Monday 12 June 2023

Human pangenome reference will enable more complete and equitable understanding of genomic diversity

 UC Santa Cruz scientists, along with a consortium of researchers, have released a draft of the first human pangenome -- a new, usable reference for genomics that combines the genetic material of 47 individuals from different ancestral backgrounds to allow for a deeper, more accurate understanding of worldwide genomic diversity.

By adding 119 million bases -- the "letters" in DNA sequences -- to the existing genomics reference, the pangenome provides a representation of human genetic diversity that was not possible with a single reference genome. It is highly accurate, more complete and dramatically increases the detection of variants in the human genome, as shown in a collection of groundbreaking papers published today in the journals NatureGenome ResearchNature Biotechnology, and Nature Methods.

The pangenome was produced by the Human Pangenome Reference Consortium (HPRC), which is co-led by UCSC's Associate Professor of Biomolecular Engineering Benedict Paten and Assistant Professor of Biomolecular Engineering Karen Miga and is now available for use in an assembly hub on the UCSC Genome Browser. More than a dozen UCSC researchers and students are contributors to this project, which will continue into 2024 when the researchers plan to release a final pangenome with genomic information from 350 individuals.

"We are introducing more diversity and equity into the reference by sampling diverse human beings and including them in this structure that everyone can use," said Paten, who is the senior author on the main marker paper. "One genome isn't enough to represent everybody -- the pangenome will ultimately be something that is inclusive and representative."

Understanding genomic variation

Each person's genome varies slightly -- by about 0.4 percent compared to the next person, on average -- and understanding these differences can provide insight into their health, help to diagnose disease, predict medical outcomes, and guide treatments. Using the pangenome reference will improve scientists' ability to detect and understand variation in future studies.

Typically when scientists and clinicians study an individual's genome to look for variation, they compare that individuals' DNA to that of a standard reference to determine where there are differences of one or more base pairs. Until now, the reference genome has primarily been represented by a single sequence for each human chromosome, mostly sourced from one individual. But, this reference is nearly 20 years old and fundamentally limited in that it can not represent the wealth of genetic variations present in the human population. This introduces an issue called reference bias into genome analysis.

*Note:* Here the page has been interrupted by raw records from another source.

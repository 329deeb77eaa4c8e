pub mod arbitration;
pub mod context;
pub mod validator;

use std::sync::Arc;

use anyhow::{Context, Result};

use crate::chat::{ChatMessage, ChatSurface, ChatTurn, Role};
use crate::config::{ChorusConfig, ExhaustionPolicy, MentionPolicy, ParseFailurePolicy, PersonaProfile};
use crate::directory::BotDirectory;
use crate::llm_client::CompletionBackend;
use crate::pacing::Pacing;
use crate::scope_lock::ScopeLocks;
use crate::store::{Conversation, ConversationKey, Memory, MemoryKey, ScopeStore};

use arbitration::Arbitrator;
use context::build_context;
use validator::ResponseValidator;

const SUMMARY_PROMPT: &str = "Summarize the key points from the following conversation messages. \
Focus on information that should be remembered later. Reply with a few short sentences.";

/// Per-turn knobs shared by every persona.
#[derive(Debug, Clone)]
pub struct TurnSettings {
    pub max_context_messages: usize,
    pub max_attempts: usize,
    pub parse_failure_policy: ParseFailurePolicy,
    pub mention_policy: MentionPolicy,
    pub exhaustion_policy: ExhaustionPolicy,
    pub fallback_message: String,
    pub allowed_channels: Vec<String>,
    pub memory_summary_every: usize,
}

impl TurnSettings {
    pub fn from_config(config: &ChorusConfig) -> Self {
        Self {
            max_context_messages: config.max_context_messages,
            max_attempts: config.max_attempts,
            parse_failure_policy: config.parse_failure_policy,
            mention_policy: config.mention_policy,
            exhaustion_policy: config.exhaustion_policy,
            fallback_message: config.fallback_message.clone(),
            allowed_channels: config.allowed_channels.clone(),
            memory_summary_every: config.memory_summary_every,
        }
    }
}

impl Default for TurnSettings {
    fn default() -> Self {
        Self::from_config(&ChorusConfig::default())
    }
}

/// Collaborators shared by all personas in the process.
#[derive(Clone)]
pub struct PersonaServices {
    pub store: Arc<dyn ScopeStore>,
    pub directory: Arc<BotDirectory>,
    pub backend: Arc<dyn CompletionBackend>,
    pub pacing: Arc<Pacing>,
    pub scope_locks: Arc<ScopeLocks>,
}

/// What a single inbound event led to.
#[derive(Debug, Clone, PartialEq, Eq)]
pub enum TurnOutcome {
    /// Own message, direct message, or a channel we do not serve.
    Ignored,
    /// Pre-check said not to bother the backend.
    Skipped,
    /// The model chose not to speak.
    Declined,
    /// The reply failed the post-check.
    Suppressed,
    Posted(String),
    /// The validator gave up and the fixed fallback text was posted.
    FallbackPosted,
    /// The turn was abandoned (error, or exhaustion with the drop policy).
    Dropped,
}

pub struct Persona {
    profile: PersonaProfile,
    bot_id: String,
    persona_names: Vec<String>,
    surface: Arc<dyn ChatSurface>,
    services: PersonaServices,
    validator: ResponseValidator,
    arbitrator: Arbitrator,
    settings: TurnSettings,
}

impl Persona {
    pub fn new(
        profile: PersonaProfile,
        bot_id: impl Into<String>,
        persona_names: Vec<String>,
        surface: Arc<dyn ChatSurface>,
        services: PersonaServices,
        settings: TurnSettings,
    ) -> Self {
        let bot_id = bot_id.into();
        let validator = ResponseValidator::new(
            services.backend.clone(),
            services.pacing.clone(),
            settings.max_attempts,
            settings.parse_failure_policy,
        );
        let arbitrator = Arbitrator::new(
            &profile.name,
            &bot_id,
            settings.mention_policy,
            services.directory.clone(),
        );
        Self {
            profile,
            bot_id,
            persona_names,
            surface,
            services,
            validator,
            arbitrator,
            settings,
        }
    }

    fn other_persona_names(&self) -> Vec<String> {
        self.persona_names
            .iter()
            .filter(|name| name.as_str() != self.profile.name)
            .cloned()
            .collect()
    }

    fn in_scope(&self, event: &ChatMessage) -> bool {
        if event.author.id == self.bot_id {
            return false;
        }
        if event.channel.guild_id.is_none() {
            return false;
        }
        self.settings.allowed_channels.is_empty()
            || self
                .settings
                .allowed_channels
                .iter()
                .any(|id| id == &event.channel.channel_id)
    }

    /// Run one event through the pipeline, logging and dropping any error.
    pub async fn process_event(&self, event: &ChatMessage) -> TurnOutcome {
        match self.handle_event(event).await {
            Ok(outcome) => {
                tracing::debug!(
                    "{}: message {} -> {:?}",
                    self.profile.name,
                    event.id,
                    outcome
                );
                outcome
            }
            Err(e) => {
                tracing::error!(
                    "{}: dropped turn for message {} (guild {:?}, channel {}): {:#}",
                    self.profile.name,
                    event.id,
                    event.channel.guild_id,
                    event.channel.channel_id,
                    e
                );
                TurnOutcome::Dropped
            }
        }
    }

    pub async fn handle_event(&self, event: &ChatMessage) -> Result<TurnOutcome> {
        if !self.in_scope(event) {
            return Ok(TurnOutcome::Ignored);
        }
        let Some(guild_id) = event.channel.guild_id.as_deref() else {
            return Ok(TurnOutcome::Ignored);
        };

        if !self.arbitrator.should_attempt(event) {
            tracing::debug!(
                "{}: not attempting a reply to {} from {}",
                self.profile.name,
                event.id,
                event.author.display_name
            );
            return Ok(TurnOutcome::Skipped);
        }

        self.services.pacing.jitter().await;

        let scope_key = format!("{}:{}:{}", self.bot_id, guild_id, event.channel.channel_id);
        let _scope_guard = self.services.scope_locks.acquire(&scope_key).await;

        let store = &self.services.store;
        let mut conversation = store
            .get_or_create_conversation(&ConversationKey {
                user_id: event.author.id.clone(),
                bot_id: self.bot_id.clone(),
                guild_id: guild_id.to_string(),
                channel_id: event.channel.channel_id.clone(),
            })
            .context("Failed to load conversation")?;
        let mut memory = store
            .get_or_create_memory(&MemoryKey {
                bot_id: self.bot_id.clone(),
                guild_id: guild_id.to_string(),
                channel_id: event.channel.channel_id.clone(),
            })
            .context("Failed to load memory")?;

        let recent = self
            .surface
            .recent_messages(&event.channel, self.settings.max_context_messages)
            .await
            .context("Failed to fetch recent messages")?;

        let directory = &self.services.directory;
        let context = build_context(
            &recent,
            &self.profile.system_prompt,
            &self.persona_names,
            &self.profile.name,
            |name| directory.mention_for(name),
        );

        let validated = self
            .validator
            .obtain_valid_response(&self.profile, &context, &memory)
            .await;

        let Some(validated) = validated else {
            return self.handle_exhaustion(event).await;
        };

        if !validated.should_respond {
            tracing::info!(
                "{}: chose not to respond in {} ({})",
                self.profile.name,
                event.channel.channel_id,
                validated.reason
            );
            return Ok(TurnOutcome::Declined);
        }

        if !self
            .arbitrator
            .should_post(Some(&validated), &self.other_persona_names())
        {
            return Ok(TurnOutcome::Suppressed);
        }

        let Some(text) = validated.reply_text().map(str::to_string) else {
            return Ok(TurnOutcome::Suppressed);
        };

        self.surface
            .post_message(&event.channel, &text)
            .await
            .context("Failed to post reply")?;

        self.commit_turn(event, &text, &mut conversation, &mut memory)
            .await?;

        tracing::info!(
            "{}: replied in {} ({})",
            self.profile.name,
            event.channel.channel_id,
            validated.reason
        );
        Ok(TurnOutcome::Posted(text))
    }

    async fn handle_exhaustion(&self, event: &ChatMessage) -> Result<TurnOutcome> {
        match self.settings.exhaustion_policy {
            ExhaustionPolicy::Fallback => {
                self.surface
                    .post_message(&event.channel, &self.settings.fallback_message)
                    .await
                    .context("Failed to post fallback message")?;
                Ok(TurnOutcome::FallbackPosted)
            }
            ExhaustionPolicy::Drop => Ok(TurnOutcome::Dropped),
        }
    }

    /// Append the exchange and persist both records. Runs only after the reply
    /// is already on the chat surface.
    async fn commit_turn(
        &self,
        event: &ChatMessage,
        reply: &str,
        conversation: &mut Conversation,
        memory: &mut Memory,
    ) -> Result<()> {
        let before = conversation.len();
        conversation.add_turn(trigger_turn(event));
        conversation.add_turn(ChatTurn {
            role: Role::Assistant,
            content: reply.to_string(),
            author: Some(self.profile.name.clone()),
            timestamp: Some(chrono::Utc::now().timestamp_millis()),
        });

        memory.add_note(reply);
        if let Some(summary) = self.maybe_summarize(conversation, before).await {
            memory.add_note(summary);
        }

        self.services
            .store
            .commit_turn(conversation, memory)
            .context("Failed to persist turn")
    }

    /// Summarise the latest window of turns whenever the conversation crosses
    /// a multiple of `memory_summary_every`.
    async fn maybe_summarize(&self, conversation: &Conversation, before: usize) -> Option<String> {
        let every = self.settings.memory_summary_every;
        if every == 0 || before / every == conversation.len() / every {
            return None;
        }

        let skip = conversation.len().saturating_sub(every);
        let mut request = vec![ChatTurn::system(SUMMARY_PROMPT)];
        request.extend(conversation.turns.iter().skip(skip).cloned());

        self.services
            .pacing
            .wait_for_request_slot(self.profile.pacing_key())
            .await;

        match self
            .services
            .backend
            .complete_text(&self.profile, &request)
            .await
        {
            Ok(summary) if !summary.trim().is_empty() => Some(summary.trim().to_string()),
            Ok(_) => None,
            Err(e) => {
                tracing::warn!("{}: memory summary failed: {}", self.profile.name, e);
                None
            }
        }
    }
}

fn trigger_turn(event: &ChatMessage) -> ChatTurn {
    let mut content = event.content.clone();
    if event.has_image() {
        content.push('\n');
        content.push_str(context::IMAGE_MARKER);
    }
    ChatTurn {
        role: if event.author.is_bot {
            Role::Assistant
        } else {
            Role::User
        },
        content,
        author: Some(event.author.display_name.clone()),
        timestamp: Some(event.created_at.timestamp_millis()),
    }
}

In contrast, the new pangenome is a reference that combines the genomes of 47 individuals from various ancestral backgrounds. The pangenome looks like a linear reference in areas where the sequences have the same bases, and expands to show the areas where there are differences. It represents many different versions of the human genome sequence at the same time, and gives scientists a more accurate point of comparison for variation that is present in some populations but not others.

"One genome can't possibly represent all of the rich variation we know can be observed and studied around the world," said Miga, Director of the HPRC Production Center at UCSC. "The No. 1 goal of the human pangenome reference is to try to broaden the representation of a reference resource to be more inclusive and more equitable for studying the human species, as a collection of references and not just one."

Genomic variation can be small, consisting of differences of just one or a few DNA bases, or it can be large structural variants, classified as variants that are 50 base pairs or larger. These larger, structural variants can have important health implications. Until now, researchers have been unable to identify more than 70 percent of the structural variants that exist in human genomes due to limited technologies and the bias of using a single reference sequence.

Of the 119 million new bases added to the reference with the pangenome, roughly 90 million of these derive from structural variation. Structural variants are complex and may be inversions of sequences, insertions, deletions, or tandem repeats -- a segment of two or more bases repeated numerous times. These new bases will help researchers to study regions in the genome for which there was previously no reference, and potentially be able to associate structural variants with disease in future studies.

"Now, we can map to more structural variants, so we're finding features and areas in the genome that just weren't there before," Miga said. "That's exciting because it's allowing us to look at gene regulation in a unique way that we couldn't study before, because those areas probably would have been inappropriately mapped or just ignored altogether."

Using the pangenome reference for genomic analysis increases the detection of structural variants by 104 percent as compared to detection using the standard reference. The pangenome reference also increases the accuracy of calling small variants, those just a few bases long, by about 34 percent because of the increased amount of data present in the pangenome.

Each human carries a paired set of chromosomes -- one set inherited from the mother and one from the father. The individual genomes present in the pangenome reference contains haplotype-resolved information, meaning it can confidently distinguish the two parental sets of chromosomes -- a major scientific feat. Having this information will help scientists better understand how various genes and diseases are inherited.

This also means the current reference actually includes 94 distinct genome sequences, with the goal of getting to 700 by 2024.

Creating the pangenome

The pangenome was made possible through the development of advanced computational techniques to align the multiple genome sequences into one, usable reference in a structure called a pangenome graph. Paten and researchers in the UCSC Computational Genomics lab helped lead the HPRC efforts to develop the algorithmic methods needed to create this pangenome graph structure.